As a quick aside, I don’t get why Sports Interactive picked Unity as their engine of the future for Football Manager series. I am not surprised they had to delay it and I won’t be surprised if the game runs poorly. Godot Engine was the right long-term choice there!

The Tooling

Managing 2 languages needs a solid toolchain. VSCode is great for this kind of workflow. It’s easy to search for the GDScript and C# bits. There’s plugin support for both languages and if you’re also dealing with translations/csv files it becomes a real workhorse. I have it opened at all times.

Due to better integration, I still coded GDScript parts from the Godot editor and the C# parts from Visual Studio. Beggining of this year I switched to Mac and this made me switch to Rider - I like it even better than VS on Windows.

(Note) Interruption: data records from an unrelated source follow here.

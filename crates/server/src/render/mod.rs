//! Version-specific crack renderers and the registry that picks one.

pub mod block_destruction;

use std::sync::Arc;

use breaker_engine::render::CrackRenderer;
use breaker_engine::render::registry::RendererRegistry;

use crate::observers::ObserverRegistry;
use block_destruction::BlockDestructionRenderer;

/// The Minecraft version this server speaks.
pub const HOST_VERSION: &str = "1.21.11";

/// Block destruction packet id per supported version.
pub const BLOCK_DESTRUCTION_PACKET_IDS: &[(&str, u32)] = &[("1.21.11", 0x05), ("1.20.4", 0x06)];

/// Registry of every renderer this server knows how to build.
pub fn registry(observers: Arc<ObserverRegistry>, view_distance: f64) -> RendererRegistry {
    let mut registry = RendererRegistry::new();
    for &(version, packet_id) in BLOCK_DESTRUCTION_PACKET_IDS {
        let observers = Arc::clone(&observers);
        registry.register(version, move || {
            Ok(Arc::new(BlockDestructionRenderer::new(
                packet_id,
                Arc::clone(&observers),
                view_distance,
            )) as Arc<dyn CrackRenderer>)
        });
    }
    registry
}
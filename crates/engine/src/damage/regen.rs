//! Regeneration sweep: heals blocks that were left alone.

use super::store::{DamageStore, HEAL_EPSILON, Visit};

/// What one regeneration sweep did.
#[derive(Debug, Clone, Copy, Default, PartialEq, Eq)]
pub struct RegenReport {
    pub visited: usize,
    /// Struck since the last sweep: flag cleared, damage untouched.
    pub graced: usize,
    pub decayed: usize,
    /// Healed below epsilon and removed.
    pub healed: usize,
}

/// Run one regeneration sweep over `store`.
///
/// A record struck since the previous sweep only has its touched flag
/// cleared, which gives it one full interval of grace. Every other record
/// loses `amount` damage and is removed once it drops below
/// [`HEAL_EPSILON`]. A negative `amount` is treated as zero.
pub fn regenerate(store: &DamageStore, amount: f32) -> RegenReport {
    let amount = amount.max(0.0);
    let mut report = RegenReport::default();

    report.visited = store.for_each_record_mut(|_, record| {
        if record.touched {
            record.touched = false;
            report.graced += 1;
            return Visit::Keep;
        }

        record.damage -= amount;
        if record.damage < HEAL_EPSILON {
            report.healed += 1;
            Visit::Remove
        } else {
            report.decayed += 1;
            Visit::Keep
        }
    });

    tracing::debug!(
        "Regeneration sweep: {} records, {} graced, {} decayed, {} healed",
        report.visited,
        report.graced,
        report.decayed,
        report.healed,
    );
    report
}
use std::sync::Arc;

use indexmap::IndexMap;

use super::{CrackRenderer, NoopRenderer, RenderError};

/// Builds a renderer for one host version. May fail if the version's
/// prerequisites are missing; resolution then falls back to the no-op.
pub type RendererFactory =
    Box<dyn Fn() -> Result<Arc<dyn CrackRenderer>, RenderError> + Send + Sync>;

/// Explicit map from host version identifier to renderer factory.
///
/// Populated once at startup; iteration follows registration order.
#[derive(Default)]
pub struct RendererRegistry {
    factories: IndexMap<String, RendererFactory>,
}

impl RendererRegistry {
    pub fn new() -> Self {
        Self::default()
    }

    /// Register (or replace) the factory for `version`.
    pub fn register<F>(&mut self, version: impl Into<String>, factory: F)
    where
        F: Fn() -> Result<Arc<dyn CrackRenderer>, RenderError> + Send + Sync + 'static,
    {
        self.factories.insert(version.into(), Box::new(factory));
    }

    pub fn supports(&self, version: &str) -> bool {
        self.factories.contains_key(version)
    }

    pub fn versions(&self) -> impl Iterator<Item = &str> {
        self.factories.keys().map(String::as_str)
    }

    /// Pick the renderer for `version`.
    ///
    /// Never fails: an unknown version or a failing factory installs
    /// [`NoopRenderer`] and logs at info level.
    pub fn resolve(&self, version: &str) -> Arc<dyn CrackRenderer> {
        let Some(factory) = self.factories.get(version) else {
            tracing::info!("Couldn't find support for {}. Block cracks not activated.", version);
            return Arc::new(NoopRenderer);
        };

        match factory() {
            Ok(renderer) => {
                tracing::info!("Using crack renderer for version {}", version);
                renderer
            }
            Err(e) => {
                tracing::info!(
                    "Crack renderer for {} unavailable ({}). Block cracks not activated.",
                    version,
                    e
                );
                Arc::new(NoopRenderer)
            }
        }
    }
}
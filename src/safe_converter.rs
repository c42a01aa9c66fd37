
pub trait SafeCast<T> {
    fn safe_cast(self) -> T;
}

#[cfg(not(target_pointer_width = "16"))]
impl SafeCast<usize> for u32 {
    fn safe_cast(self) -> usize {
        self as usize
    }
}

impl SafeCast<usize> for u16 {
    fn safe_cast(self) -> usize {
        self as usize
    }
}



/// For narrowing casts where business logic ensures that the value is in the narrower type's range.
/// NB: The implementations will panic otherwise
pub trait PrecheckedCast<T> {
    fn prechecked_cast(self) -> T;
}
impl PrecheckedCast<u32> for usize {
    fn prechecked_cast(self) -> u32 {
        self.try_into().expect("this is a bug: application logic should have ensured the value range")
    }
}
use async_trait::async_trait;
#[cfg(test)] use mockall::automock;
use tokio::net::UdpSocket;

/// The unreliable packet service underneath a connection: segments may be lost, duplicated or
///  reordered, but each one arrives intact or not at all.
///
/// Addressing is the implementation's business, so a transport instance is bound to exactly one
///  peer.
#[cfg_attr(test, automock)]
#[async_trait]
pub trait PacketTransport: Send + Sync + 'static {
    async fn send_segment(&self, raw: &[u8]) -> anyhow::Result<()>;

    /// Wait for the next segment, returning its length. Segments longer than `buf` are truncated.
    async fn recv_segment(&self, buf: &mut [u8]) -> anyhow::Result<usize>;
}

/// NB: The socket must be connected to the peer, see [UdpSocket::connect]
#[async_trait]
impl PacketTransport for UdpSocket {
    async fn send_segment(&self, raw: &[u8]) -> anyhow::Result<()> {
        self.send(raw).await?;
        Ok(())
    }

    async fn recv_segment(&self, buf: &mut [u8]) -> anyhow::Result<usize> {
        Ok(self.recv(buf).await?)
    }
}

#[cfg(test)]
mod tests {
    use super::*;

    #[tokio::test]
    async fn test_udp_socket() {
        let a = UdpSocket::bind("127.0.0.1:0").await.unwrap();
        let b = UdpSocket::bind("127.0.0.1:0").await.unwrap();
        a.connect(b.local_addr().unwrap()).await.unwrap();
        b.connect(a.local_addr().unwrap()).await.unwrap();

        a.send_segment(&[1, 2, 3]).await.unwrap();

        let mut buf = [0u8; 16];
        let len = b.recv_segment(&mut buf).await.unwrap();
        assert_eq!(&buf[..len], &[1, 2, 3]);
    }
}
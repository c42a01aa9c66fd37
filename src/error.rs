use std::fmt::{Display, Formatter};

/// Failures that are surfaced outside of the connection's event loop. Conditions that the
///  protocol recovers from on its own (stale duplicates, out-of-window data, retransmission
///  timeouts) are not errors and never show up here.
#[derive(Debug, Clone, Copy, PartialEq, Eq)]
pub enum StreamError {
    /// received bytes can not be a segment, e.g. shorter than the fixed header
    MalformedSegment { len: usize },
    /// the transport failed while the handshake was in progress
    ConnectionRefused,
    /// the transport failed after the connection was established
    ConnectionAborted,
    /// the configured retransmission limit was exceeded without the peer acknowledging
    TimedOut,
}

impl Display for StreamError {
    fn fmt(&self, f: &mut Formatter<'_>) -> std::fmt::Result {
        match self {
            StreamError::MalformedSegment { len } => write!(f, "malformed segment of {} bytes", len),
            StreamError::ConnectionRefused => write!(f, "connection refused"),
            StreamError::ConnectionAborted => write!(f, "connection aborted"),
            StreamError::TimedOut => write!(f, "connection timed out"),
        }
    }
}

impl std::error::Error for StreamError {}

Other than that, I use SQLite as the DB and Obsidian for tracking everything about my project - it’s a glorified markdown file editor, like a small, personal wikipedia. I had my design docs, trello boards, moodboards and plans there. Very powerful and free!

The Results

After about a year or so I posted a small trailer of the game on r/chess and it went viral. The excitement this post generated probably fueled me for the next 2 years! Almost 3 hundred comments and 5k upvotes is no small feat.

The conclusion

Was the game a success? It would translate to a minimum wage (somewhere), if looked at only commercially. But it was a huge success in terms of growth: I became a better programmer, designer and even started developing the business side of my gamedev journey. More information about the release of the game can be found on my release blog.

Thanks for reading, Godot was a big part of this journey. I’d like to see more people adapt or at least consider the marriage between C# and GDScript. If you have any questions, shoot!